The race raised more than $500,000 in 2017, and the organization tries to award at least five grants a year, she said. This is its 15th year.

Joyce Bray, president of the nonprofit organization, said, “A lot of times we have more requests than we have money,” but that Chagpar’s proposal “was one of the best and we think there will be a good impact and end result.

“I just think she’s brilliant, very articulate and very dedicated,” Bray said of Chagpar. She said she believes the shave margin procedure “saves on insurance costs, saves on hospital costs, saves on emotional costs. It just makes sense.”

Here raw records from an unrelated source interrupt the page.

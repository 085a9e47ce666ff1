//! Test-case framework
//!
//! Definitions, assertion helpers, the per-method execution wrapper and the
//! suite that runs definitions in order.

mod assertions;
mod definition;
mod failure;
mod method;
mod suite;

pub use assertions::{
    assert_equal, assert_false, assert_raises, assert_true, fail, BoxError, CheckExt,
};
pub use definition::{ClassHooks, DefinitionBuilder, TestCase, TestDefinition, TEST_METHOD_PREFIX};
pub use failure::{Check, Failure};
pub use suite::TestSuite;
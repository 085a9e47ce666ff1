//! Test execution engine
//!
//! Provides local and distributed (partitioned, concurrent) execution of a
//! registered suite.

mod parallel;
mod partition;
mod runner;

pub use partition::{effective_workers, partition};
pub use runner::{local_origin_id, RunState, TestRunner};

Chagpar is optimistic SHAVE2 will prove that the shave margin technique will become the standard in partial mastectomies for breast cancer. The first trial has already been adopted in places such as Brazil and South Korea and a clinical trial has been undertaken in Pakistan, she said. “I think that the initial SHAVE trial is really revolutionizing how breast cancer surgery is performed worldwide,” she said.

“But I think that the purpose of SHAVE2 is really to validate these findings. ... This will be the first multicenter random controlled trial to evaluate the efficacy of this technique across more practice settings nationwide.”

This story has been edited to correct the countries in which the SHAVE trial is being studied.